Look through the entries below and report every line that has "after".

DATA EXTRACT section start

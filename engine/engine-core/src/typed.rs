//! Typed Position trait the search engine drives
//!
//! A position is a snapshot of a board plus whose turn it is. The search only
//! ever mutates private copies, so implementations should be cheap to clone.

use crate::action::{Place, PlaceOutcome, Side};

/// Rules interface for two-player placement games.
///
/// Every cell of the board is a candidate move target, so the set of
/// candidate placements for a side is `0..num_cells()`.
///
/// # Example
///
/// ```rust
/// use engine_core::{Place, PlaceOutcome, Position, Side};
///
/// /// A strip of cells where each side may only claim empty cells.
/// #[derive(Debug, Clone)]
/// struct Strip {
///     cells: Vec<Option<Side>>,
///     to_move: Side,
/// }
///
/// impl Position for Strip {
///     fn num_cells(&self) -> usize {
///         self.cells.len()
///     }
///
///     fn side_to_move(&self) -> Side {
///         self.to_move
///     }
///
///     fn apply(&mut self, place: Place) -> PlaceOutcome {
///         let cell = place.cell as usize;
///         if place.side != self.to_move || self.cells.get(cell) != Some(&None) {
///             return PlaceOutcome::Illegal;
///         }
///         self.cells[cell] = Some(place.side);
///         self.to_move = !self.to_move;
///         PlaceOutcome::Legal
///     }
/// }
///
/// let strip = Strip { cells: vec![None, Some(Side::White), None], to_move: Side::Black };
/// assert_eq!(strip.legal_moves().len(), 2);
/// assert!(strip.has_legal_move());
/// ```
pub trait Position: Clone + std::fmt::Debug {
    /// Number of cells on the board (candidate move targets per side).
    fn num_cells(&self) -> usize;

    /// Side whose turn it is in this position.
    fn side_to_move(&self) -> Side;

    /// Attempt a placement.
    ///
    /// Mutates only `self`. An illegal attempt must leave the position
    /// unchanged.
    fn apply(&mut self, place: Place) -> PlaceOutcome;

    /// Check a placement against a private copy without touching `self`.
    fn is_legal(&self, place: Place) -> bool {
        let mut after = self.clone();
        after.apply(place).is_legal()
    }

    /// Every legal placement for the side to move, in cell order.
    fn legal_moves(&self) -> Vec<Place> {
        let side = self.side_to_move();
        (0..self.num_cells())
            .map(|cell| Place::new(cell as u16, side))
            .filter(|place| self.is_legal(*place))
            .collect()
    }

    /// Whether the side to move has at least one legal placement.
    fn has_legal_move(&self) -> bool {
        let side = self.side_to_move();
        (0..self.num_cells()).any(|cell| self.is_legal(Place::new(cell as u16, side)))
    }
}
//! Arena statistics tracking.
//!
//! This module tracks match results across games:
//! - Wins per side and per agent seat
//! - Forfeits caused by illegal actions
//! - Game lengths and decision timing

use std::time::{Duration, Instant};

use engine_core::Side;
use tracing::info;

/// How a finished game ended.
#[derive(Debug, Clone, Copy, PartialEq, Eq)]
pub struct GameRecord {
    pub winner: Side,
    /// Placements played before the game ended
    pub plies: u32,
    /// The loser made an illegal action or gave up with moves left
    pub forfeit: bool,
}

/// Aggregated arena statistics.
#[derive(Debug)]
pub struct ArenaStats {
    games: u32,
    black_wins: u32,
    white_wins: u32,
    forfeits: u32,
    total_plies: u64,
    decisions: u64,
    decision_time: Duration,
    start_time: Instant,
}

impl Default for ArenaStats {
    fn default() -> Self {
        Self::new()
    }
}

impl ArenaStats {
    pub fn new() -> Self {
        Self {
            games: 0,
            black_wins: 0,
            white_wins: 0,
            forfeits: 0,
            total_plies: 0,
            decisions: 0,
            decision_time: Duration::ZERO,
            start_time: Instant::now(),
        }
    }

    /// Record a completed game.
    pub fn record_game(&mut self, record: &GameRecord) {
        self.games += 1;
        self.total_plies += record.plies as u64;
        match record.winner {
            Side::Black => self.black_wins += 1,
            Side::White => self.white_wins += 1,
        }
        if record.forfeit {
            self.forfeits += 1;
        }
    }

    /// Record the time one agent took to pick an action.
    pub fn record_decision(&mut self, elapsed: Duration) {
        self.decisions += 1;
        self.decision_time += elapsed;
    }

    pub fn games(&self) -> u32 {
        self.games
    }

    pub fn wins(&self, side: Side) -> u32 {
        match side {
            Side::Black => self.black_wins,
            Side::White => self.white_wins,
        }
    }

    pub fn forfeits(&self) -> u32 {
        self.forfeits
    }

    pub fn win_rate(&self, side: Side) -> f64 {
        if self.games > 0 {
            self.wins(side) as f64 / self.games as f64
        } else {
            0.0
        }
    }

    pub fn avg_plies(&self) -> f64 {
        if self.games > 0 {
            self.total_plies as f64 / self.games as f64
        } else {
            0.0
        }
    }

    pub fn avg_decision_us(&self) -> f64 {
        if self.decisions > 0 {
            self.decision_time.as_micros() as f64 / self.decisions as f64
        } else {
            0.0
        }
    }

    /// Log a summary line for the whole run.
    pub fn log_summary(&self) {
        info!(
            games = self.games,
            black_wins = self.black_wins,
            white_wins = self.white_wins,
            forfeits = self.forfeits,
            black_win_rate = format!("{:.3}", self.win_rate(Side::Black)),
            avg_plies = format!("{:.1}", self.avg_plies()),
            avg_decision_us = format!("{:.0}", self.avg_decision_us()),
            runtime_secs = format!("{:.2}", self.start_time.elapsed().as_secs_f64()),
            "Arena finished"
        );
    }
}
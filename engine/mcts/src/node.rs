//! MCTS tree node representation.
//!
//! Each node represents the position reached by playing `place` from the
//! parent's position. Nodes store the visit statistics used by UCT selection.

use engine_core::{Place, Side};

/// Index into the node arena. Using a newtype for type safety.
#[derive(Debug, Clone, Copy, PartialEq, Eq, Hash)]
pub struct NodeId(pub u32);

impl NodeId {
    pub const NONE: NodeId = NodeId(u32::MAX);

    pub fn is_none(self) -> bool {
        self == Self::NONE
    }

    pub fn is_some(self) -> bool {
        !self.is_none()
    }

    #[inline]
    pub(crate) fn index(self) -> usize {
        self.0 as usize
    }
}

/// A node in the MCTS tree.
#[derive(Debug, Clone, PartialEq)]
pub struct SearchNode {
    /// Parent node index (NONE for root)
    pub parent: NodeId,

    /// Placement that led to this node from parent (None for root)
    pub place: Option<Place>,

    /// Side that made `place`. The side to move at this node is the opponent.
    pub mover: Side,

    /// Number of simulations that passed through this node
    pub visit_count: u32,

    /// Sum of binary playout rewards credited to this node.
    /// Never exceeds `visit_count`.
    pub reward_sum: u32,

    /// Children in creation order. Empty until the node is expanded, and
    /// forever for terminal nodes.
    pub children: Vec<NodeId>,
}

impl SearchNode {
    /// Create a new root node.
    ///
    /// `mover` is the side that is *not* about to move, so the first layer of
    /// children holds moves by the searching side.
    pub fn new_root(mover: Side) -> Self {
        Self {
            parent: NodeId::NONE,
            place: None,
            mover,
            visit_count: 0,
            reward_sum: 0,
            children: Vec::new(),
        }
    }

    /// Create a new child node for a placement made by `mover`.
    pub fn new_child(parent: NodeId, place: Place, mover: Side) -> Self {
        Self {
            parent,
            place: Some(place),
            mover,
            visit_count: 0,
            reward_sum: 0,
            children: Vec::new(),
        }
    }

    #[inline]
    pub fn is_unvisited(&self) -> bool {
        self.visit_count == 0
    }

    /// Check if this node has been expanded (has children).
    #[inline]
    pub fn is_expanded(&self) -> bool {
        !self.children.is_empty()
    }

    /// Mean reward w/n, 0.0 if never visited.
    #[inline]
    pub fn mean_reward(&self) -> f64 {
        if self.visit_count == 0 {
            0.0
        } else {
            self.reward_sum as f64 / self.visit_count as f64
        }
    }

    /// UCT score for child selection.
    /// UCT = w/n + c * sqrt(ln(N_root) / n), +inf when unvisited.
    ///
    /// Takes pre-computed ln(N_root) so that comparing siblings does not
    /// recompute the logarithm per child.
    #[inline]
    pub fn uct_score(&self, ln_root_visits: f64, exploration: f64) -> f64 {
        if self.is_unvisited() {
            return f64::INFINITY;
        }
        let n = self.visit_count as f64;
        self.mean_reward() + exploration * (ln_root_visits / n).sqrt()
    }
}
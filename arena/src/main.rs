//! Arena - NoGo match runner
//!
//! Seats a black and a white agent (random or MCTS), plays the configured
//! number of games and logs a summary of the results.

use anyhow::{Context, Result};
use clap::Parser;
use tracing::{error, info};

mod agent;
mod arena;
mod config;
mod mcts_policy;
mod policy;
mod stats;

use crate::agent::build_agent;
use crate::arena::Arena;
use crate::config::Config;

fn init_tracing(level: &str) -> Result<()> {
    use tracing_subscriber::{fmt, prelude::*, EnvFilter};

    let filter = EnvFilter::try_from_default_env().unwrap_or_else(|_| EnvFilter::new(level));

    tracing_subscriber::registry()
        .with(fmt::layer())
        .with(filter)
        .init();

    Ok(())
}

fn main() -> Result<()> {
    // Parse and validate configuration
    let config = Config::parse();
    config.validate()?;

    // Initialize tracing
    init_tracing(&config.log_level)?;
    info!(log_level = %config.log_level, "Tracing initialized");

    let mcts_config = config.mcts_config();
    let black = build_agent(&config.black, &mcts_config).context("invalid black agent")?;
    let white = build_agent(&config.white, &mcts_config).context("invalid white agent")?;

    let mut arena = Arena::new(config.width, config.height, black, white)?;

    match arena.run(config.games) {
        Ok(stats) => {
            stats.log_summary();
            Ok(())
        }
        Err(e) => {
            error!("Arena failed: {:#}", e);
            Err(e)
        }
    }
}
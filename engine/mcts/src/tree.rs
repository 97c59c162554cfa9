//! MCTS tree structure with arena allocation.
//!
//! Nodes are stored in a contiguous Vec and referenced by NodeId indices.
//! The arena is the only owner of nodes: parents hold child ids and children
//! hold a parent id, so dropping the tree releases every node exactly once.

use engine_core::{Place, Side};

use crate::node::{NodeId, SearchNode};
use crate::search::SearchError;

/// MCTS tree with arena-based node storage.
#[derive(Debug, Clone)]
pub struct SearchTree {
    /// Arena storing all nodes
    nodes: Vec<SearchNode>,

    /// Root node index (always 0 after initialization)
    root: NodeId,
}

impl SearchTree {
    /// Create a new tree whose root was "reached" by a move of `root_mover`.
    pub fn new(root_mover: Side) -> Self {
        Self {
            nodes: vec![SearchNode::new_root(root_mover)],
            root: NodeId(0),
        }
    }

    /// Get the root node ID.
    #[inline]
    pub fn root(&self) -> NodeId {
        self.root
    }

    /// Get a reference to a node by ID.
    #[inline]
    pub fn get(&self, id: NodeId) -> &SearchNode {
        &self.nodes[id.index()]
    }

    /// Get a mutable reference to a node by ID.
    #[inline]
    pub fn get_mut(&mut self, id: NodeId) -> &mut SearchNode {
        &mut self.nodes[id.index()]
    }

    /// Look up a node that may not exist (e.g. `NodeId::NONE`).
    #[inline]
    pub fn try_get(&self, id: NodeId) -> Option<&SearchNode> {
        self.nodes.get(id.index())
    }

    /// Allocate a new node and return its ID.
    fn allocate(&mut self, node: SearchNode) -> NodeId {
        let id = NodeId(self.nodes.len() as u32);
        self.nodes.push(node);
        id
    }

    /// Get the total number of nodes in the tree.
    #[inline]
    pub fn len(&self) -> usize {
        self.nodes.len()
    }

    /// Check if tree is empty (never true after construction).
    #[inline]
    pub fn is_empty(&self) -> bool {
        self.nodes.is_empty()
    }

    /// Get the arena slice for read access.
    #[inline]
    pub fn arena(&self) -> &[SearchNode] {
        &self.nodes
    }

    /// Select the child of `node_id` with the highest UCT score.
    ///
    /// The logarithm term uses the root's visit count. Unvisited children
    /// score +inf, and the first child reaching the maximum wins, so the
    /// result is deterministic for a fixed child order.
    /// Returns None if the node has no children.
    pub fn select_child(&self, node_id: NodeId, exploration: f64) -> Option<NodeId> {
        let root_visits = self.get(self.root).visit_count.max(1);
        // Pre-compute ln once instead of per-child comparison
        let ln_root_visits = (root_visits as f64).ln();

        let mut best: Option<(NodeId, f64)> = None;
        for &child_id in &self.get(node_id).children {
            let score = self.get(child_id).uct_score(ln_root_visits, exploration);
            match best {
                Some((_, best_score)) if score <= best_score => {}
                _ => best = Some((child_id, score)),
            }
        }

        best.map(|(id, _)| id)
    }

    /// Add a child to a parent node.
    /// Returns the new child's NodeId.
    pub fn add_child(&mut self, parent_id: NodeId, place: Place, mover: Side) -> NodeId {
        let child_id = self.allocate(SearchNode::new_child(parent_id, place, mover));

        // Add to parent's children
        self.get_mut(parent_id).children.push(child_id);

        child_id
    }

    /// Backpropagate a playout reward from `start` up to the root inclusive.
    ///
    /// Every node on the path gets one more visit and the same reward.
    /// Returns the number of nodes updated.
    pub fn backpropagate(&mut self, start: NodeId, reward: u32) -> Result<usize, SearchError> {
        if self.try_get(start).is_none() {
            return Err(SearchError::UnknownNode(start));
        }

        let mut current_id = start;
        let mut updated = 0;

        while current_id.is_some() {
            let node = self.get_mut(current_id);
            node.visit_count += 1;
            node.reward_sum += reward;
            updated += 1;

            current_id = node.parent;
        }

        Ok(updated)
    }

    /// Node ids from `id` up to the root inclusive.
    pub fn path_to_root(&self, id: NodeId) -> Vec<NodeId> {
        let mut path = Vec::new();
        let mut current = id;
        while let Some(node) = self.try_get(current) {
            path.push(current);
            current = node.parent;
        }
        path
    }

    /// Get statistics about the tree for debugging.
    pub fn stats(&self) -> TreeStats {
        let root = self.get(self.root);
        TreeStats {
            total_nodes: self.nodes.len(),
            root_visits: root.visit_count,
            root_win_rate: root.mean_reward(),
            max_depth: self.compute_max_depth(self.root, 0),
        }
    }

    fn compute_max_depth(&self, node_id: NodeId, current_depth: u32) -> u32 {
        let node = self.get(node_id);
        if node.children.is_empty() {
            return current_depth;
        }

        node.children
            .iter()
            .map(|id| self.compute_max_depth(*id, current_depth + 1))
            .max()
            .unwrap_or(current_depth)
    }
}

/// Statistics about an MCTS tree.
#[derive(Debug, Clone)]
pub struct TreeStats {
    pub total_nodes: usize,
    pub root_visits: u32,
    pub root_win_rate: f64,
    pub max_depth: u32,
}

#[cfg(test)]
mod tests {
    use super::*;

    fn place(cell: u16, side: Side) -> Place {
        Place::new(cell, side)
    }

    #[test]
    fn test_new_tree() {
        let tree = SearchTree::new(Side::White);

        assert_eq!(tree.len(), 1);
        assert_eq!(tree.root(), NodeId(0));

        let root = tree.get(tree.root());
        assert!(root.parent.is_none());
        assert_eq!(root.mover, Side::White);
    }

    #[test]
    fn test_add_child() {
        let mut tree = SearchTree::new(Side::White);

        let child_id = tree.add_child(tree.root(), place(5, Side::Black), Side::Black);

        assert_eq!(tree.len(), 2);
        assert_eq!(child_id, NodeId(1));

        let root = tree.get(tree.root());
        assert_eq!(root.children, vec![NodeId(1)]);

        let child = tree.get(child_id);
        assert_eq!(child.parent, tree.root());
        assert_eq!(child.place, Some(place(5, Side::Black)));
        assert_eq!(child.mover, Side::Black);
    }

    #[test]
    fn test_backpropagate() {
        let mut tree = SearchTree::new(Side::White);

        // Create a chain: root -> child -> grandchild, plus an off-path sibling
        let child_id = tree.add_child(tree.root(), place(0, Side::Black), Side::Black);
        let sibling_id = tree.add_child(tree.root(), place(1, Side::Black), Side::Black);
        let grandchild_id = tree.add_child(child_id, place(2, Side::White), Side::White);

        let updated = tree.backpropagate(grandchild_id, 1).unwrap();
        assert_eq!(updated, 3);

        // Same reward at every level
        for id in [grandchild_id, child_id, tree.root()] {
            assert_eq!(tree.get(id).visit_count, 1);
            assert_eq!(tree.get(id).reward_sum, 1);
        }

        // Off-path node untouched
        assert!(tree.get(sibling_id).is_unvisited());
        assert_eq!(tree.get(sibling_id).reward_sum, 0);

        tree.backpropagate(child_id, 0).unwrap();
        assert_eq!(tree.get(child_id).visit_count, 2);
        assert_eq!(tree.get(child_id).reward_sum, 1);
        assert_eq!(tree.get(grandchild_id).visit_count, 1);
    }

    #[test]
    fn test_backpropagate_unknown_node() {
        let mut tree = SearchTree::new(Side::White);

        let err = tree.backpropagate(NodeId::NONE, 1).unwrap_err();
        assert!(matches!(err, SearchError::UnknownNode(id) if id == NodeId::NONE));

        // Nothing was touched
        assert!(tree.get(tree.root()).is_unvisited());
    }

    #[test]
    fn test_select_child_prefers_unvisited() {
        let mut tree = SearchTree::new(Side::White);

        let a = tree.add_child(tree.root(), place(0, Side::Black), Side::Black);
        let b = tree.add_child(tree.root(), place(1, Side::Black), Side::Black);

        // `a` has a perfect record, `b` was never tried
        tree.get_mut(tree.root()).visit_count = 50;
        tree.get_mut(a).visit_count = 50;
        tree.get_mut(a).reward_sum = 50;

        assert_eq!(tree.select_child(tree.root(), 100.0), Some(b));
        assert_eq!(tree.select_child(tree.root(), 0.0), Some(b));
    }

    #[test]
    fn test_select_child_first_max_wins() {
        let mut tree = SearchTree::new(Side::White);

        let a = tree.add_child(tree.root(), place(0, Side::Black), Side::Black);
        let b = tree.add_child(tree.root(), place(1, Side::Black), Side::Black);

        // All unvisited: tie on +inf, first child wins
        assert_eq!(tree.select_child(tree.root(), 1.0), Some(a));

        // Identical statistics: still the first child
        tree.get_mut(tree.root()).visit_count = 4;
        for id in [a, b] {
            tree.get_mut(id).visit_count = 2;
            tree.get_mut(id).reward_sum = 1;
        }
        assert_eq!(tree.select_child(tree.root(), 1.0), Some(a));
    }

    #[test]
    fn test_select_child_uses_exploration() {
        let mut tree = SearchTree::new(Side::White);

        let a = tree.add_child(tree.root(), place(0, Side::Black), Side::Black);
        let b = tree.add_child(tree.root(), place(1, Side::Black), Side::Black);

        tree.get_mut(tree.root()).visit_count = 100;
        // a: 60% over 90 visits, b: 50% over 10 visits
        tree.get_mut(a).visit_count = 90;
        tree.get_mut(a).reward_sum = 54;
        tree.get_mut(b).visit_count = 10;
        tree.get_mut(b).reward_sum = 5;

        // Greedy picks the better win rate, heavy exploration the less tried
        assert_eq!(tree.select_child(tree.root(), 1e-12), Some(a));
        assert_eq!(tree.select_child(tree.root(), 2.0), Some(b));
    }

    #[test]
    fn test_select_child_no_children() {
        let tree = SearchTree::new(Side::White);
        assert_eq!(tree.select_child(tree.root(), 1.0), None);
    }

    #[test]
    fn test_path_to_root() {
        let mut tree = SearchTree::new(Side::White);
        let child = tree.add_child(tree.root(), place(0, Side::Black), Side::Black);
        let grandchild = tree.add_child(child, place(1, Side::White), Side::White);

        assert_eq!(
            tree.path_to_root(grandchild),
            vec![grandchild, child, tree.root()]
        );
        assert!(tree.path_to_root(NodeId::NONE).is_empty());
    }

    #[test]
    fn test_tree_stats() {
        let mut tree = SearchTree::new(Side::White);
        let child = tree.add_child(tree.root(), place(0, Side::Black), Side::Black);
        tree.add_child(child, place(1, Side::White), Side::White);
        tree.backpropagate(child, 1).unwrap();

        let stats = tree.stats();
        assert_eq!(stats.total_nodes, 3);
        assert_eq!(stats.max_depth, 2);
        assert_eq!(stats.root_visits, 1);
        assert!((stats.root_win_rate - 1.0).abs() < 1e-12);
    }
}
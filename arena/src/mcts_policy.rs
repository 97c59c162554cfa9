//! MCTS-based player
//!
//! Runs a fresh UCT search for every decision. Arguments read on top of the
//! configured search settings:
//! - `T`: simulations per move
//! - `c`: selection exploration constant
//! - `decision_c`: exploration constant for the final pick
//! - `seed`: seed for the player's RNG

use engine_core::{Action, Side};
use games_nogo::Board;
use mcts::{run_mcts, MctsConfig};
use rand_chacha::ChaCha20Rng;
use tracing::debug;

use crate::agent::{Agent, AgentArgs, AgentError};

/// MCTS-based player.
#[derive(Debug)]
pub struct MctsPlayer {
    args: AgentArgs,
    side: Side,
    config: MctsConfig,
    /// Threaded through every search this player runs
    rng: ChaCha20Rng,
}

impl MctsPlayer {
    pub fn new(args: &str, base: MctsConfig) -> Result<Self, AgentError> {
        let args = AgentArgs::with_defaults("name=mcts", args);
        let side = args.validate()?;

        let mut config = base;
        if let Some(sims) = args.numeric::<u32>("T")? {
            config = config.with_simulations(sims);
        }
        if let Some(c) = args.numeric::<f64>("c")? {
            config = config.with_exploration(c);
        }
        if let Some(c) = args.numeric::<f64>("decision_c")? {
            config = config.with_decision_exploration(c);
        }
        if let Some(seed) = args.numeric::<u64>("seed")? {
            config = config.with_seed(seed);
        }

        debug!(
            name = args.name(),
            side = %side,
            simulations = config.num_simulations,
            exploration = config.exploration,
            seed = ?config.seed,
            "MCTS player created"
        );

        let rng = config.rng();
        Ok(Self {
            args,
            side,
            config,
            rng,
        })
    }

    pub fn config(&self) -> &MctsConfig {
        &self.config
    }
}

impl Agent for MctsPlayer {
    fn args(&self) -> &AgentArgs {
        &self.args
    }

    fn args_mut(&mut self) -> &mut AgentArgs {
        &mut self.args
    }

    fn role(&self) -> Side {
        self.side
    }

    fn take_action(&mut self, board: &Board) -> Result<Action, AgentError> {
        let result = run_mcts(board, self.config.clone(), &mut self.rng)?;
        Ok(result.action)
    }
}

DATA EXTRACT section end

__RESPONSE TO THIS TASK__
        let mut after = self.clone();
        after.apply(place).is_legal()
    /// Root node index (always 0 after initialization)
    /// Check if tree is empty (never true after construction).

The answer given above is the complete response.